§ **WHAT YOU HAVE TO DO**: Which lines in the records below contain the word "code"? Report each of them.

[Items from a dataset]

//! The gate: resolves a handler, drives the before-chain, invokes the
//! handler, drives the after-chain and builds the envelope.
//!
//! ```text
//! resolve ──miss──────────────────────────────────────────► NO_COMMAND
//!    │
//! before-chain ──INTERRUPT──────────────────────────────────► pipe response | BAD_REQUEST
//!    │
//! handler ──false──► FAIL      ──fault/panic──► ERROR
//!    │ true
//! after-chain ──INTERRUPT───────────────────────────────────► pipe response | BAD_REQUEST
//!    │
//! SUCCESS
//! ```
//!
//! `call` and `async_call` share every stage except the handler entry point.
//! Nothing below the gate lets a fault reach an adapter.

pub mod action;
pub mod context;
pub mod registry;

pub use action::ActionDispatcher;
pub use context::CallContext;
pub use registry::{ActionFactory, Catalog, CommandFactory, HandlerRegistry, PipeFactory};

use crate::domain::config::{GatewayConfig, PipeTable};
use crate::domain::error::{HandlerError, HandlerResult, PipeError, ResolveError};
use crate::domain::handler::{Command, HandlerIdentity, Params, Protocol};
use crate::domain::pipe::{Phase, Verdict};
use crate::domain::response::CommandResponse;
use crate::middleware::metrics::{CallTimer, GatewayMetrics};
use crate::ports::outbound::{DetachedSink, StreamSink};
use futures::FutureExt;
use std::any::Any;
use std::panic::{catch_unwind, AssertUnwindSafe};
use std::sync::Arc;
use std::time::Duration;
use tracing::{debug, error, info, info_span, warn, Instrument};

/// Gateway coordinator.
///
/// Holds only read-only tables; one instance serves all concurrent calls.
pub struct Gate {
    registry: HandlerRegistry,
    pipes: PipeTable,
    metrics: Arc<GatewayMetrics>,
    call_timeout: Option<Duration>,
}

impl Gate {
    /// Build from configuration and the process catalog
    pub fn new(config: &GatewayConfig, catalog: Arc<Catalog>) -> Self {
        Self {
            registry: HandlerRegistry::new(config.handlers.clone(), catalog),
            pipes: config.pipes.clone(),
            metrics: Arc::new(GatewayMetrics::new()),
            call_timeout: Some(config.timeouts.call),
        }
    }

    /// Share an existing metrics instance
    pub fn with_metrics(mut self, metrics: Arc<GatewayMetrics>) -> Self {
        self.metrics = metrics;
        self
    }

    /// Override the per-call deadline; `None` disables it
    pub fn with_call_timeout(mut self, timeout: Option<Duration>) -> Self {
        self.call_timeout = timeout;
        self
    }

    pub fn metrics(&self) -> Arc<GatewayMetrics> {
        Arc::clone(&self.metrics)
    }

    pub fn registry(&self) -> &HandlerRegistry {
        &self.registry
    }

    /// Fresh context for one call, carrying the configured deadline
    pub fn context(&self, protocol: Protocol) -> CallContext {
        let ctx = CallContext::new(protocol);
        match self.call_timeout {
            Some(timeout) => ctx.with_timeout(timeout),
            None => ctx,
        }
    }

    /// Blocking call. Never suspends.
    pub fn call(&self, handler_id: &str, params: &Params, verb: &str) -> CommandResponse {
        let ctx = self.context(Protocol::Direct);
        self.call_in(&ctx, handler_id, params, verb)
    }

    /// Blocking call under an explicit context
    pub fn call_in(
        &self,
        ctx: &CallContext,
        handler_id: &str,
        params: &Params,
        verb: &str,
    ) -> CommandResponse {
        let span = call_span(ctx, handler_id, verb);
        let _enter = span.enter();

        let timer = CallTimer::new(self.metrics());
        let response = self.eval(ctx, handler_id, params, verb);
        timer.finish(response.code());
        debug!(code = response.code().value(), "call finished");
        response
    }

    /// Suspendable call.
    ///
    /// `stream` is handed to the handler's `async_run`; without one the
    /// handler's pushes are discarded.
    pub async fn async_call(
        &self,
        handler_id: &str,
        params: &Params,
        verb: &str,
        stream: Option<&mut dyn StreamSink>,
    ) -> CommandResponse {
        let ctx = self.context(Protocol::Direct);
        self.async_call_in(&ctx, handler_id, params, verb, stream)
            .await
    }

    /// Suspendable call under an explicit context
    pub async fn async_call_in(
        &self,
        ctx: &CallContext,
        handler_id: &str,
        params: &Params,
        verb: &str,
        stream: Option<&mut dyn StreamSink>,
    ) -> CommandResponse {
        let span = call_span(ctx, handler_id, verb);
        async move {
            let timer = CallTimer::new(self.metrics());
            let response = self
                .async_eval(ctx, handler_id, params, verb, stream)
                .await;
            timer.finish(response.code());
            debug!(code = response.code().value(), "call finished");
            response
        }
        .instrument(span)
        .await
    }

    fn eval(
        &self,
        ctx: &CallContext,
        handler_id: &str,
        params: &Params,
        verb: &str,
    ) -> CommandResponse {
        let mut cmd = match self.resolve(ctx, handler_id, verb) {
            Ok(cmd) => cmd,
            Err(response) => return response,
        };

        if let Some(response) = self.run_chain(ctx, Phase::Before, cmd.as_ref(), None) {
            return response;
        }

        if ctx.is_expired() {
            return self.timed_out(cmd.identity());
        }

        let outcome = catch_unwind(AssertUnwindSafe(|| cmd.run(params, verb)))
            .unwrap_or_else(|payload| Err(HandlerError::Panicked(panic_message(payload.as_ref()))));

        self.complete(ctx, cmd.as_ref(), outcome)
    }

    async fn async_eval(
        &self,
        ctx: &CallContext,
        handler_id: &str,
        params: &Params,
        verb: &str,
        stream: Option<&mut dyn StreamSink>,
    ) -> CommandResponse {
        let mut cmd = match self.resolve(ctx, handler_id, verb) {
            Ok(cmd) => cmd,
            Err(response) => return response,
        };

        if let Some(response) = self.run_chain(ctx, Phase::Before, cmd.as_ref(), None) {
            return response;
        }

        if ctx.is_expired() {
            return self.timed_out(cmd.identity());
        }

        let mut detached = DetachedSink;
        let sink: &mut dyn StreamSink = match stream {
            Some(sink) => sink,
            None => &mut detached,
        };

        let run = AssertUnwindSafe(cmd.async_run(params, verb, sink)).catch_unwind();
        let outcome = match ctx.deadline() {
            Some(deadline) => tokio::time::timeout_at(deadline, run)
                .await
                .unwrap_or(Ok(Err(HandlerError::DeadlineExceeded))),
            None => run.await,
        };
        let outcome = outcome
            .unwrap_or_else(|payload| Err(HandlerError::Panicked(panic_message(payload.as_ref()))));

        self.complete(ctx, cmd.as_ref(), outcome)
    }

    /// Resolve the handler, or the envelope to return instead
    fn resolve(
        &self,
        ctx: &CallContext,
        handler_id: &str,
        verb: &str,
    ) -> Result<Box<dyn Command>, CommandResponse> {
        self.registry
            .resolve_command(handler_id, verb, ctx.protocol())
            .map_err(|e| {
                warn!(error = %e, "handler resolution failed");
                match e {
                    ResolveError::ProtocolNotSupported { .. } => {
                        CommandResponse::protocol_not_supported(handler_id)
                    }
                    _ => CommandResponse::no_command(handler_id),
                }
            })
    }

    /// Map the handler outcome and run the after-chain on success
    fn complete(
        &self,
        ctx: &CallContext,
        cmd: &dyn Command,
        outcome: HandlerResult<bool>,
    ) -> CommandResponse {
        match outcome {
            Ok(true) => {}
            Ok(false) => {
                debug!("handler reported failure");
                return CommandResponse::fail(cmd);
            }
            Err(HandlerError::DeadlineExceeded) => {
                warn!("handler exceeded the call deadline");
                return self.timed_out(cmd.identity());
            }
            Err(e) => {
                error!(error = %e, "handler fault");
                return CommandResponse::error(cmd.identity());
            }
        }

        let tentative = CommandResponse::success(cmd);
        self.run_chain(ctx, Phase::After, cmd, Some(&tentative))
            .unwrap_or(tentative)
    }

    /// Run the configured chain for `phase`.
    ///
    /// Returns the envelope that ends the call early, or `None` when every
    /// pipe let the call through.
    fn run_chain(
        &self,
        ctx: &CallContext,
        phase: Phase,
        cmd: &dyn Command,
        response: Option<&CommandResponse>,
    ) -> Option<CommandResponse> {
        let identity = cmd.identity();
        let names = self.pipes.chain_for(identity.handler_id(), phase);

        for name in names {
            if ctx.is_expired() {
                warn!(pipe = %name, %phase, "deadline passed during pipe chain");
                return Some(self.timed_out(identity));
            }

            let mut pipe = match self.registry.catalog().instantiate_pipe(name) {
                Ok(pipe) => pipe,
                Err(ResolveError::UnknownPipe(_)) => {
                    warn!(pipe = %name, %phase, "pipe not found, skipping");
                    self.metrics.record_pipe_skipped();
                    continue;
                }
                Err(e) => {
                    error!(pipe = %name, %phase, error = %e, "pipe construction failed");
                    return Some(CommandResponse::bad_request(identity));
                }
            };

            let verdict = catch_unwind(AssertUnwindSafe(|| pipe.run(cmd, response)))
                .unwrap_or_else(|payload| Err(PipeError::Panicked(panic_message(payload.as_ref()))));

            match verdict {
                Ok(Verdict::Interrupt) => {
                    self.metrics.record_interrupt();
                    let response = pipe
                        .state_mut()
                        .take_response()
                        .unwrap_or_else(|| CommandResponse::bad_request(identity));
                    info!(
                        pipe = %name,
                        %phase,
                        code = response.code().value(),
                        message = pipe.state().message().unwrap_or_default(),
                        "pipe interrupted call"
                    );
                    return Some(response);
                }
                Ok(verdict @ (Verdict::Continue | Verdict::Pass)) => {
                    debug!(pipe = %name, %phase, ?verdict, "pipe let call through");
                }
                Err(e) => {
                    error!(pipe = %name, %phase, error = %e, "pipe fault");
                    return Some(CommandResponse::bad_request(identity));
                }
            }
        }

        None
    }

    fn timed_out(&self, identity: &HandlerIdentity) -> CommandResponse {
        self.metrics.record_timeout();
        CommandResponse::timed_out(identity)
    }
}

fn call_span(ctx: &CallContext, handler_id: &str, verb: &str) -> tracing::Span {
    info_span!(
        "gate_call",
        handler_id = %handler_id,
        verb = %verb,
        protocol = %ctx.protocol(),
        correlation_id = %ctx.correlation_id(),
    )
}

/// Best-effort text of a caught panic payload
pub(crate) fn panic_message(payload: &(dyn Any + Send)) -> String {
    if let Some(s) = payload.downcast_ref::<&str>() {
        (*s).to_string()
    } else if let Some(s) = payload.downcast_ref::<String>() {
        s.clone()
    } else {
        "non-string panic payload".to_string()
    }
}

§ **ANSWER BOX**:
        timer.finish(response.code());
        debug!(code = response.code().value(), "call finished");
            timer.finish(response.code());
            debug!(code = response.code().value(), "call finished");
                        code = response.code().value(),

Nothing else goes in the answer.